(Beginning of EXERCISE INPUTS)

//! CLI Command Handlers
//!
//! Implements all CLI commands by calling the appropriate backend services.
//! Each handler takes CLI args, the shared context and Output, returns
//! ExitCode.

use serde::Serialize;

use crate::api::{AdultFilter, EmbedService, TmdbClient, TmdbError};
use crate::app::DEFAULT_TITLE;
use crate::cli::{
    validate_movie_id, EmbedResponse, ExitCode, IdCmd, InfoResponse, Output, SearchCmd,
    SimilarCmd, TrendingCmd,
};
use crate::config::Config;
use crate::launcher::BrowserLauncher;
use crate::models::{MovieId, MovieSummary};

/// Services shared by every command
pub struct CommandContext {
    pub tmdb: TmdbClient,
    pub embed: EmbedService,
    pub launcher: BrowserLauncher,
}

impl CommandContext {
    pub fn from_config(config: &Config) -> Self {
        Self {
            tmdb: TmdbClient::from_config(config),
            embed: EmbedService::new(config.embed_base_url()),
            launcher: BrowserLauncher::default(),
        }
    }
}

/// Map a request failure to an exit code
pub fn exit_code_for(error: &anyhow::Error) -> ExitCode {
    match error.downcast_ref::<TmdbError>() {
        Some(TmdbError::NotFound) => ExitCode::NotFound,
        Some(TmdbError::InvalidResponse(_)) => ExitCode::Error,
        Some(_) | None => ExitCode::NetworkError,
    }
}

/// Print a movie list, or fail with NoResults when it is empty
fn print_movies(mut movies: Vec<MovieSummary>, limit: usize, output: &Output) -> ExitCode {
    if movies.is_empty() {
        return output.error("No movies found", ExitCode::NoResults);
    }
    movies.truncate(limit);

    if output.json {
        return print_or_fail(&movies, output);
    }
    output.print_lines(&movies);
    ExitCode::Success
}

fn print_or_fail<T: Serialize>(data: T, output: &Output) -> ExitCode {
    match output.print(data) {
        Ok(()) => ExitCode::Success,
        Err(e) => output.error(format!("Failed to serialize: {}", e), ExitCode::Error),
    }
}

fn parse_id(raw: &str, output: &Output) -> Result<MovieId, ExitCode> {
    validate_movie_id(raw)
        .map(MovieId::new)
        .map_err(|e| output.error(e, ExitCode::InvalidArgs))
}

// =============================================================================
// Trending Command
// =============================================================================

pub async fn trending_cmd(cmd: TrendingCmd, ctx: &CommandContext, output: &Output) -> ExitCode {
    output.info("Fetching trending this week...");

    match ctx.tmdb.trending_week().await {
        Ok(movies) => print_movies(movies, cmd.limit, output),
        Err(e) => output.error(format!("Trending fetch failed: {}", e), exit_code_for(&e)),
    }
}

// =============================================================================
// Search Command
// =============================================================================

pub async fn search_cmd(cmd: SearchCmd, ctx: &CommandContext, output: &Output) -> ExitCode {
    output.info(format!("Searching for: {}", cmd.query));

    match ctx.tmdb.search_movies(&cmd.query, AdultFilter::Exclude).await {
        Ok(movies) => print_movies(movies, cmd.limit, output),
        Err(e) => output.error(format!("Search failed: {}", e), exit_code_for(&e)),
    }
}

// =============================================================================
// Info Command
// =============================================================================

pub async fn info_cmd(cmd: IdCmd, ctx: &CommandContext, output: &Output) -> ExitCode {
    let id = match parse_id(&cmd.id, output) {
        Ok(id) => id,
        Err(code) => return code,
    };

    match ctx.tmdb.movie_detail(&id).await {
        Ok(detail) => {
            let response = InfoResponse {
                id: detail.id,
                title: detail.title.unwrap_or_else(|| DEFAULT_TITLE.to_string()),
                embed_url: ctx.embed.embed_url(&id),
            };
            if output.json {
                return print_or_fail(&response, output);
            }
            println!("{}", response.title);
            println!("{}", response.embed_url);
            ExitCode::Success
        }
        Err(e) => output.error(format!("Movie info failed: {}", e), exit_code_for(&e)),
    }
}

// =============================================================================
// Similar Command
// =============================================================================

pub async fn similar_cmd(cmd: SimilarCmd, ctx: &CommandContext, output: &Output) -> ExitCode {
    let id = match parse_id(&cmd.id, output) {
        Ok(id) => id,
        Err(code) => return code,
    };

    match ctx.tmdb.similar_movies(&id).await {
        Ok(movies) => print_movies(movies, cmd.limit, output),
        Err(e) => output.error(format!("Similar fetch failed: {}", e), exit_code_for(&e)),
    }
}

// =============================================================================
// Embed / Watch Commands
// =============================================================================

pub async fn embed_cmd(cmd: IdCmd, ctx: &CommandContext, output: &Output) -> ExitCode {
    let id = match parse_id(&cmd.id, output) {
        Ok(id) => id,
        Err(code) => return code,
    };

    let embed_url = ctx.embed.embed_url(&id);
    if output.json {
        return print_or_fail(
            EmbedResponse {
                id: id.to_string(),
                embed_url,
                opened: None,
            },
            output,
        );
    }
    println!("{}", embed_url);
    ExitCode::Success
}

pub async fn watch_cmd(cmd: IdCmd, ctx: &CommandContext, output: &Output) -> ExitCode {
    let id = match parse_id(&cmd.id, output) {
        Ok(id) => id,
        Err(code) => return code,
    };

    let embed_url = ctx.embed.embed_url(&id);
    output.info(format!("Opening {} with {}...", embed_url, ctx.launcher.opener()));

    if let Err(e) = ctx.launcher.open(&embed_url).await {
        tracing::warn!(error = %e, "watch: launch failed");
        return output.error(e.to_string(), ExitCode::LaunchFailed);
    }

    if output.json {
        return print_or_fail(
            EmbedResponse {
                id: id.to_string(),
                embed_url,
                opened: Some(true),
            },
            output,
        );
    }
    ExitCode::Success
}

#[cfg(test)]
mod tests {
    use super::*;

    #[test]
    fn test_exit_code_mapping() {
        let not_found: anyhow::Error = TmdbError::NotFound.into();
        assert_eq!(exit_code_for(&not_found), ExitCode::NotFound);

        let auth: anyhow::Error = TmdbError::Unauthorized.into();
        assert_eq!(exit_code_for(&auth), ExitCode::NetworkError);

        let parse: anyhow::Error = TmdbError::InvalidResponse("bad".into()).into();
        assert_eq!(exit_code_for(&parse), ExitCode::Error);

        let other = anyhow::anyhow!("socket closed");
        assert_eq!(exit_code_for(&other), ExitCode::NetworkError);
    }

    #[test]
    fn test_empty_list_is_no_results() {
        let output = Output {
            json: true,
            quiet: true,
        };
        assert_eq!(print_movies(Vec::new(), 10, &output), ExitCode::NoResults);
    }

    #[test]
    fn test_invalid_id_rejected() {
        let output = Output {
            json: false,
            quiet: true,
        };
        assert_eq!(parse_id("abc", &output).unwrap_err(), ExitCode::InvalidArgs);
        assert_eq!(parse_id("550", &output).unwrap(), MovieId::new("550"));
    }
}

(End of EXERCISE INPUTS)

▸ **DESCRIPTION OF THE TASK**: Across the records, count each line that holds the string "format". Respond with the number only.

▸ **RESPONSE BELOW**: 7